(Collected data)
□ □ □ □

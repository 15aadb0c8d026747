//! File-backed page store with an append-only TSV index.
//!
//! One file per cached page, named by the page's cache key, holding the raw
//! response bytes exactly as received. A shared `index.tsv` in the same
//! directory records `key<TAB>url` per write so keys can be mapped back to
//! their source URLs. The index is a journal, not a database: duplicates are
//! allowed, entries are never rewritten, and nothing guarantees an indexed
//! key still has a data file on disk.

use std::path::{Path, PathBuf};

use tokio::fs;
use tokio::io::AsyncWriteExt;

use crate::Error;

/// Name of the shared index file inside the cache directory.
pub const INDEX_FILE: &str = "index.tsv";

/// Disk-backed cache of fetched pages.
///
/// The root directory is injected explicitly so tests can point at isolated
/// temporary directories; nothing in here reads the environment.
#[derive(Debug, Clone)]
pub struct PageCache {
    dir: PathBuf,
}

impl PageCache {
    /// Create a handle rooted at `dir`. No filesystem access happens here;
    /// call [`ensure_ready`](Self::ensure_ready) before reading or writing.
    pub fn new(dir: impl Into<PathBuf>) -> Self {
        Self { dir: dir.into() }
    }

    /// The cache root directory.
    pub fn dir(&self) -> &Path {
        &self.dir
    }

    /// On-disk path for a cache key.
    pub fn path_for(&self, key: &str) -> PathBuf {
        self.dir.join(key)
    }

    /// Create the cache directory tree if absent. Idempotent.
    pub async fn ensure_ready(&self) -> Result<(), Error> {
        fs::create_dir_all(&self.dir)
            .await
            .map_err(|e| Error::Storage(format!("failed to create cache dir {}: {}", self.dir.display(), e)))
    }

    /// Whether a data file exists for `key`.
    pub async fn exists(&self, key: &str) -> bool {
        fs::try_exists(self.path_for(key)).await.unwrap_or(false)
    }

    /// Read the raw bytes cached under `key`.
    ///
    /// Returns `Ok(None)` when no entry exists; absence is not an error.
    pub async fn read(&self, key: &str) -> Result<Option<Vec<u8>>, Error> {
        match fs::read(self.path_for(key)).await {
            Ok(bytes) => {
                tracing::debug!(key, bytes = bytes.len(), "cache read");
                Ok(Some(bytes))
            }
            Err(e) if e.kind() == std::io::ErrorKind::NotFound => Ok(None),
            Err(e) => Err(Error::Storage(format!("failed to read cache entry {}: {}", key, e))),
        }
    }

    /// Write `bytes` under `key`, then append one `key<TAB>url` record to the
    /// shared index.
    ///
    /// The data file is synced before the index append is attempted so a
    /// crash mid-write never leaves an index entry pointing at unwritten
    /// data. Best-effort only; this is an append-only journal with no
    /// transactional guarantee. Every call appends, so repeated writes of
    /// the same key produce duplicate index records. URLs are recorded
    /// unescaped, tabs and all (known format limitation, kept for
    /// compatibility with existing tooling).
    pub async fn write(&self, key: &str, url: &str, bytes: &[u8]) -> Result<(), Error> {
        let data_path = self.path_for(key);
        let mut data = fs::File::create(&data_path)
            .await
            .map_err(|e| Error::Storage(format!("failed to create {}: {}", data_path.display(), e)))?;
        data.write_all(bytes)
            .await
            .map_err(|e| Error::Storage(format!("failed to write {}: {}", data_path.display(), e)))?;
        data.sync_data()
            .await
            .map_err(|e| Error::Storage(format!("failed to sync {}: {}", data_path.display(), e)))?;

        let index_path = self.dir.join(INDEX_FILE);
        let mut index = fs::OpenOptions::new()
            .create(true)
            .append(true)
            .open(&index_path)
            .await
            .map_err(|e| Error::Storage(format!("failed to open {}: {}", index_path.display(), e)))?;
        index
            .write_all(format!("{key}\t{url}\n").as_bytes())
            .await
            .map_err(|e| Error::Storage(format!("failed to append to {}: {}", index_path.display(), e)))?;
        index
            .flush()
            .await
            .map_err(|e| Error::Storage(format!("failed to flush {}: {}", index_path.display(), e)))?;

        tracing::debug!(key, url, bytes = bytes.len(), "cache write");
        Ok(())
    }
}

□ □ □ □

ABOUT THIS EXERCISE: State how many lines in the data include the string "records". Nothing else belongs in the reply.

SOLVED PROBLEM: 2